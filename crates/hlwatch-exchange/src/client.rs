//! Hyperliquid info API 클라이언트.
//!
//! 모든 조회는 `POST <base>/info`에 `{"type": ...}` 본문을 보내는 공개
//! 엔드포인트입니다. 인증과 서명이 없으며, 쿼리 종류별로 타임아웃만
//! 다릅니다 (포지션 조회 10초, 나머지 5초).

use crate::error::{ExchangeError, ExchangeResult};
use crate::types::{ClearinghouseState, PriceTable, SpotClearinghouseState};
use hlwatch_core::types::coerce_decimal;
use reqwest::Client;
use rust_decimal::Decimal;
use serde::Deserialize;
use serde_json::json;
use std::collections::HashMap;
use std::time::Duration;
use tracing::{debug, error};

/// 기본 info API 베이스 URL.
pub const DEFAULT_BASE_URL: &str = "https://api.hyperliquid.xyz";

/// info API 클라이언트 설정.
#[derive(Debug, Clone)]
pub struct InfoConfig {
    /// API 베이스 URL
    pub base_url: String,
    /// 조회 대상 지갑 주소
    pub wallet_address: String,
    /// 가격/잔고/출금액 조회 타임아웃 (초)
    pub info_timeout_secs: u64,
    /// 포지션 조회 타임아웃 (초)
    pub positions_timeout_secs: u64,
}

impl InfoConfig {
    /// 새 설정 생성.
    pub fn new(wallet_address: impl Into<String>) -> Self {
        Self {
            base_url: DEFAULT_BASE_URL.to_string(),
            wallet_address: wallet_address.into(),
            info_timeout_secs: 5,
            positions_timeout_secs: 10,
        }
    }

    /// 베이스 URL을 설정합니다.
    pub fn with_base_url(mut self, base_url: impl Into<String>) -> Self {
        self.base_url = base_url.into();
        self
    }

    /// 타임아웃을 설정합니다.
    pub fn with_timeouts(mut self, info_secs: u64, positions_secs: u64) -> Self {
        self.info_timeout_secs = info_secs;
        self.positions_timeout_secs = positions_secs;
        self
    }
}

/// Hyperliquid info API 클라이언트.
#[derive(Debug, Clone)]
pub struct InfoClient {
    config: InfoConfig,
    client: Client,
}

impl InfoClient {
    /// 새 클라이언트 생성.
    ///
    /// # Errors
    /// HTTP 클라이언트 생성에 실패하면 `ExchangeError::NetworkError`를 반환합니다.
    pub fn new(config: InfoConfig) -> ExchangeResult<Self> {
        let client = Client::builder()
            .timeout(Duration::from_secs(config.info_timeout_secs))
            .build()
            .map_err(|e| {
                ExchangeError::NetworkError(format!("failed to build HTTP client: {}", e))
            })?;

        Ok(Self { config, client })
    }

    /// 조회 대상 지갑 주소를 반환합니다.
    pub fn wallet_address(&self) -> &str {
        &self.config.wallet_address
    }

    fn info_url(&self) -> String {
        format!("{}/info", self.config.base_url.trim_end_matches('/'))
    }

    fn info_timeout(&self) -> Duration {
        Duration::from_secs(self.config.info_timeout_secs)
    }

    /// info 엔드포인트 POST 요청.
    async fn post_info<T: for<'de> Deserialize<'de>>(
        &self,
        payload: serde_json::Value,
        timeout: Duration,
    ) -> ExchangeResult<T> {
        let url = self.info_url();
        debug!(query = %payload["type"], "POST {}", url);

        let response = self
            .client
            .post(&url)
            .timeout(timeout)
            .json(&payload)
            .send()
            .await?;

        Self::handle_response(response).await
    }

    /// API 응답 처리.
    async fn handle_response<T: for<'de> Deserialize<'de>>(
        response: reqwest::Response,
    ) -> ExchangeResult<T> {
        let status = response.status();
        let body = response.text().await?;

        if status.is_success() {
            serde_json::from_str(&body).map_err(|e| {
                error!("Failed to parse response: {} - Body: {}", e, body);
                ExchangeError::ParseError(e.to_string())
            })
        } else if status.as_u16() == 429 {
            Err(ExchangeError::RateLimited)
        } else {
            Err(ExchangeError::ApiError {
                code: status.as_u16() as i32,
                message: body,
            })
        }
    }

    /// 전체 마크 가격 테이블 조회 (`allMids`).
    ///
    /// 값은 숫자 문자열로 도착하며, 해석할 수 없는 항목은 버립니다.
    pub async fn fetch_all_mids(&self) -> ExchangeResult<PriceTable> {
        let raw: HashMap<String, serde_json::Value> = self
            .post_info(json!({"type": "allMids"}), self.info_timeout())
            .await?;

        let table: PriceTable = raw
            .iter()
            .filter_map(|(symbol, value)| coerce_decimal(value).map(|d| (symbol.clone(), d)))
            .collect();

        Ok(table)
    }

    /// 파생상품 계정 상태 조회 (`clearinghouseState`).
    pub async fn fetch_clearinghouse_state(&self) -> ExchangeResult<ClearinghouseState> {
        self.post_info(
            json!({"type": "clearinghouseState", "user": self.config.wallet_address}),
            Duration::from_secs(self.config.positions_timeout_secs),
        )
        .await
    }

    /// 현물 잔고 조회 (`spotClearinghouseState`).
    pub async fn fetch_spot_state(&self) -> ExchangeResult<SpotClearinghouseState> {
        self.post_info(
            json!({"type": "spotClearinghouseState", "user": self.config.wallet_address}),
            self.info_timeout(),
        )
        .await
    }

    /// 출금 가능 금액 조회.
    ///
    /// `clearinghouseState`를 짧은 타임아웃으로 다시 조회해
    /// `crossMarginSummary.accountValue`를 읽습니다. 필드가 없으면 0으로
    /// 해석하고, 전송 실패만 에러가 됩니다.
    pub async fn fetch_withdrawable(&self) -> ExchangeResult<Decimal> {
        let state: ClearinghouseState = self
            .post_info(
                json!({"type": "clearinghouseState", "user": self.config.wallet_address}),
                self.info_timeout(),
            )
            .await?;

        Ok(state
            .cross_margin_summary
            .map(|summary| summary.account_value.or_zero())
            .unwrap_or(Decimal::ZERO))
    }
}

#[cfg(test)]
mod tests {
    use super::*;
    use mockito::Matcher;
    use rust_decimal_macros::dec;

    fn client_for(server: &mockito::ServerGuard) -> InfoClient {
        let config = InfoConfig::new("0xadd5647a27987d3b5447cea68e2aaa56e9b522f3")
            .with_base_url(server.url());
        InfoClient::new(config).unwrap()
    }

    #[tokio::test]
    async fn test_fetch_all_mids_parses_numeric_strings() {
        let mut server = mockito::Server::new_async().await;
        let mock = server
            .mock("POST", "/info")
            .match_body(Matcher::Json(json!({"type": "allMids"})))
            .with_status(200)
            .with_body(r#"{"BTC": "61000", "@1": "2.5", "BROKEN": "abc"}"#)
            .create_async()
            .await;

        let table = client_for(&server).fetch_all_mids().await.unwrap();

        assert_eq!(table.get("BTC"), Some(&dec!(61000)));
        assert_eq!(table.get("@1"), Some(&dec!(2.5)));
        assert!(!table.contains_key("BROKEN"));
        mock.assert_async().await;
    }

    #[tokio::test]
    async fn test_non_success_status_is_api_error() {
        let mut server = mockito::Server::new_async().await;
        server
            .mock("POST", "/info")
            .with_status(500)
            .with_body("internal error")
            .create_async()
            .await;

        let err = client_for(&server).fetch_all_mids().await.unwrap_err();
        assert!(matches!(err, ExchangeError::ApiError { code: 500, .. }));
    }

    #[tokio::test]
    async fn test_rate_limit_status() {
        let mut server = mockito::Server::new_async().await;
        server
            .mock("POST", "/info")
            .with_status(429)
            .create_async()
            .await;

        let err = client_for(&server).fetch_all_mids().await.unwrap_err();
        assert!(matches!(err, ExchangeError::RateLimited));
    }

    #[tokio::test]
    async fn test_fetch_withdrawable_reads_account_value() {
        let mut server = mockito::Server::new_async().await;
        server
            .mock("POST", "/info")
            .match_body(Matcher::PartialJson(json!({"type": "clearinghouseState"})))
            .with_status(200)
            .with_body(r#"{"crossMarginSummary": {"accountValue": "20000.5"}}"#)
            .create_async()
            .await;

        let withdrawable = client_for(&server).fetch_withdrawable().await.unwrap();
        assert_eq!(withdrawable, dec!(20000.5));
    }

    #[tokio::test]
    async fn test_fetch_withdrawable_missing_summary_is_zero() {
        let mut server = mockito::Server::new_async().await;
        server
            .mock("POST", "/info")
            .with_status(200)
            .with_body("{}")
            .create_async()
            .await;

        let withdrawable = client_for(&server).fetch_withdrawable().await.unwrap();
        assert_eq!(withdrawable, Decimal::ZERO);
    }

    #[tokio::test]
    async fn test_malformed_body_is_parse_error() {
        let mut server = mockito::Server::new_async().await;
        server
            .mock("POST", "/info")
            .with_status(200)
            .with_body("not json at all")
            .create_async()
            .await;

        let err = client_for(&server).fetch_all_mids().await.unwrap_err();
        assert!(matches!(err, ExchangeError::ParseError(_)));
    }
}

Task goal:
Work out how many lines of the listing above include the word "allMids". Report only the number.

Response to this exercise:
3